We found that Pantana phyllostachysae, a dangerous pest of moso bamboo (Phyllostachys pubescens), showed differences in growth and development after feeding on diverse types of moso bamboo leaves. The mortality rate of Pa. phyllostachysae due to Beauveria bassiana, an entomopathogenic fungus, was also affected by the varied larval diet. Larval and pupal developmental duration of Pa. phyllostachysae was longer when feeding on “off-year” bamboo leaves. Pupal weight and adult fertility were higher when feeding on “on-year” bamboo leaves. Mortality due to B. bassiana was significantly lower in larvae fed on on-year bamboo leaves than in larvae fed on off-year bamboo leaves. Larvae fed on new bamboo leaves had a shorter development period and higher survival rate than those fed on off-year bamboo leaves. However, mixed feed (mixture of new, on-year, and off-year bamboo leaves) decreased the egg production of Pa. phyllostachysae. After infection by the second generation of B. bassiana, the survival time of Pa. phyllostachysae fed on mixed feed increased significantly compared with the first generation. We also fed Pa. phyllostachysae different proportion of new bamboo leaves in mixed feed to simulate natural conditions. We found that increasing the proportion of new bamboo leaves in the food promoted pupal development and increased egg production; it also increased the resistance of larvae to the first generation of B. bassiana. The pathogenicity of the second generation of B. bassiana declined in all mixed feed treatments.
Moso bamboo (Phyllostachys pubescens.Mazel ex Houzeau de Lehaie) is an important economic crop that has spread from the tropical to the temperate zone owing to its fertile nature, rapid growth, and high economic value (Shi et al. 2005). The cultivated area of P. pubescens comprises approximately 56% of the bamboo forests in China (Zhou et al. 2006) and 90% of moso bamboo on Earth (Zhang 2003). Recent research on the ecological function of P. pubescens and its value as a carbon sink has made it a popular means to balance global carbon emissions (Song et al. 2011, Zhou and Jiang 2004, Zhou et al. 2006, Xiao et al. 2007, Lin et al. 2008).
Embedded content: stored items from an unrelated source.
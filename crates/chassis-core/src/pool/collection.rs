// Copyright 2025 the chassis authors
//
// Licensed under the Apache License, Version 2.0 (the "License");
// you may not use this file except in compliance with the License.
// You may obtain a copy of the License at
//
//     http://www.apache.org/licenses/LICENSE-2.0
//
// Unless required by applicable law or agreed to in writing, software
// distributed under the License is distributed on an "AS IS" BASIS,
// WITHOUT WARRANTIES OR CONDITIONS OF ANY KIND, either express or implied.
// See the License for the specific language governing permissions and
// limitations under the License.

//! The homogeneous per-type pool behind the [`ReferencePool`](super::ReferencePool).

use crate::error::FrameworkError;
use crate::pool::Reference;
use serde::Serialize;
use std::any::Any;
use std::collections::VecDeque;
use std::sync::Mutex;

/// A point-in-time snapshot of one collection's counters.
///
/// The counters exist purely for introspection; they never gate
/// correctness.
#[derive(Debug, Clone, Serialize)]
pub struct ReferencePoolInfo {
    /// Name of the pooled concrete type.
    pub type_name: &'static str,
    /// Instances sitting in the unused queue.
    pub unused_count: usize,
    /// Instances currently handed out. Signed because releasing objects
    /// that were constructed outside the pool can drive it negative.
    pub using_count: i64,
    /// Total acquires so far.
    pub acquired_count: u64,
    /// Total releases so far.
    pub released_count: u64,
    /// Total instances constructed (on acquire miss or pre-warm).
    pub added_count: u64,
    /// Total instances dropped from the unused queue.
    pub removed_count: u64,
}

struct CollectionInner {
    unused: VecDeque<Box<dyn Reference>>,
    using_count: i64,
    acquired_count: u64,
    released_count: u64,
    added_count: u64,
    removed_count: u64,
}

/// One type's unused-object queue plus its counters, guarded by a
/// dedicated mutex.
pub(super) struct ReferenceCollection {
    type_name: &'static str,
    inner: Mutex<CollectionInner>,
}

fn data_ptr(any: &dyn Any) -> *const () {
    any as *const dyn Any as *const ()
}

impl ReferenceCollection {
    pub(super) fn new(type_name: &'static str) -> Self {
        Self {
            type_name,
            inner: Mutex::new(CollectionInner {
                unused: VecDeque::new(),
                using_count: 0,
                acquired_count: 0,
                released_count: 0,
                added_count: 0,
                removed_count: 0,
            }),
        }
    }

    /// Pops a pooled instance or constructs a new one via `factory`.
    pub(super) fn acquire(
        &self,
        factory: impl FnOnce() -> Box<dyn Reference>,
    ) -> Box<dyn Reference> {
        let mut inner = self.lock();
        inner.acquired_count += 1;
        inner.using_count += 1;
        if let Some(obj) = inner.unused.pop_front() {
            return obj;
        }
        inner.added_count += 1;
        drop(inner);
        log::trace!("constructing new pooled instance of {}", self.type_name);
        factory()
    }

    pub(super) fn release<T: Reference>(
        &self,
        obj: Box<T>,
        strict: bool,
    ) -> Result<(), FrameworkError> {
        self.release_boxed(obj, strict)
    }

    /// Clears the object and returns it to the unused queue.
    ///
    /// With `strict` set, an object whose allocation already sits in the
    /// queue is rejected and leaked instead of enqueued a second time —
    /// the queue already owns that allocation.
    pub(super) fn release_boxed(
        &self,
        mut obj: Box<dyn Reference>,
        strict: bool,
    ) -> Result<(), FrameworkError> {
        obj.clear();
        let mut inner = self.lock();
        if strict {
            let released = data_ptr(obj.as_any());
            if inner
                .unused
                .iter()
                .any(|queued| data_ptr(queued.as_any()) == released)
            {
                std::mem::forget(obj);
                return Err(FrameworkError::DoubleRelease {
                    type_name: self.type_name,
                });
            }
        }
        inner.unused.push_back(obj);
        inner.released_count += 1;
        inner.using_count -= 1;
        Ok(())
    }

    /// Pre-warms the queue with `count` fresh instances.
    pub(super) fn add(&self, count: usize, factory: impl Fn() -> Box<dyn Reference>) {
        let mut inner = self.lock();
        inner.added_count += count as u64;
        for _ in 0..count {
            inner.unused.push_back(factory());
        }
    }

    /// Drops up to `count` instances from the queue, clamped to its size.
    pub(super) fn remove(&self, count: usize) {
        let mut inner = self.lock();
        let count = count.min(inner.unused.len());
        inner.removed_count += count as u64;
        for _ in 0..count {
            inner.unused.pop_front();
        }
    }

    /// Drops every queued instance.
    pub(super) fn remove_unused(&self) {
        let mut inner = self.lock();
        inner.removed_count += inner.unused.len() as u64;
        inner.unused.clear();
    }

    pub(super) fn info(&self) -> ReferencePoolInfo {
        let inner = self.lock();
        ReferencePoolInfo {
            type_name: self.type_name,
            unused_count: inner.unused.len(),
            using_count: inner.using_count,
            acquired_count: inner.acquired_count,
            released_count: inner.released_count,
            added_count: inner.added_count,
            removed_count: inner.removed_count,
        }
    }

    fn lock(&self) -> std::sync::MutexGuard<'_, CollectionInner> {
        self.inner.lock().expect("reference collection poisoned")
    }
}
Moso bamboo is a biennial: new bamboo leaves turn into “on-year bamboo leaves” after the first year of development from shoots, whereas on-year bamboo leaves turn into off-year leaves 2 yr later and then alternate between on- and off-year bamboo leaves in a 2-yr cycle. As on-year, off-year, and new moso bamboo leaves differ in their physiology (Zhen and Hong 1998), different leaf types have different effects on insect pests, their natural enemies, and arthropod communities (Chen 2006, Zhang et al. 2006). On-year, off-year, and new bamboo leaves exist in one moso bamboo forest simultaneously under natural conditions. This is known as the on-and-off year moso bamboo forest. Because of intensive management, most natural bamboo forests have been reforested into either an on-year (overwhelming proportion of new bamboo and on-year bamboo) or off-year bamboo forest (overwhelming proportion of new bamboo and off-year bamboo). These alterations to forest phenology produce yearly leaf shortages that last 2–3 mo (Zhen and Hong 1998), halve the economic benefit of moso bamboo (Chen 1983), and provide different feeding conditions for defoliators and their natural enemies (Qiu 1984).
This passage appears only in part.